Another limitation of the study is that the feedback instrument does not provide information about the influences of social support, changes in the primary domains of a persons life and historical developments concerning the family of origin, which can be of importance for understanding the broader context of the change process .
All these factors make it awkward to interpret findings in a consistent manner. For example, it is difficult to determine to what extent the method adopted, the number of sessions, the time elapsed or other factors such as feedback determine the treatment outcomes. It is also the question whether clients who find themselves in a crisis, often precisely because of a lack of ability to think about their own situation or to cooperate with the mental health services, can benefit from more feedback and reflection, and whether this does not actually impose an additional burden on the relationship. It is also difficult to determine the extent to which the quality of the alliance is affected by changes in the therapist and/or working in co-therapy, and whether this might have offset any possibly positive effect of feedback. The participation of a relatively large group of less experienced staff may also affect the quality of the feedback process in the sense that inexperienced staff may become unsure in crisis situations when faced by critical feedback so that the feedback has less effect or is even counter-productive. Finally, the basic treatment in the EXP and TAU groups will be delivered using the specific treatment model developed in the CI&BT team, which had traditionally put a strong emphasis on motivating, client-driven approach (e.g. approaching care avoiders), with the desires and objectives of the client and people closely concerned occupying a central position. The drawback here is that adding formal feedback through CDOI may generate less added value than in a traditional treatment setting.

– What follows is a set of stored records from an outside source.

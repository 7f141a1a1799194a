//! topoagent daemon library.
//!
//! This library exposes internal modules for integration testing.
//! In production, `topoagent-daemon` is used as a binary (main.rs).

pub mod cli;
pub mod forwarder;
pub mod health;
pub mod logging;
pub mod metrics_server;
pub mod orchestrator;
pub mod pid_file;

Arkin Mental Health Care, The Netherlands, financially supported research logistics and the contributions of FJvO, SS, RV and RS. The VU University, Faculty of Psychology and Education, Department of Clinical Psychology, The Netherlands, financially supported JD’s contributions to the study. None of the sponsors had a role in the design and conduct of the study; collection, management, analysis, and interpretation of the data; nor in the preparation, review, or approval of the manuscript.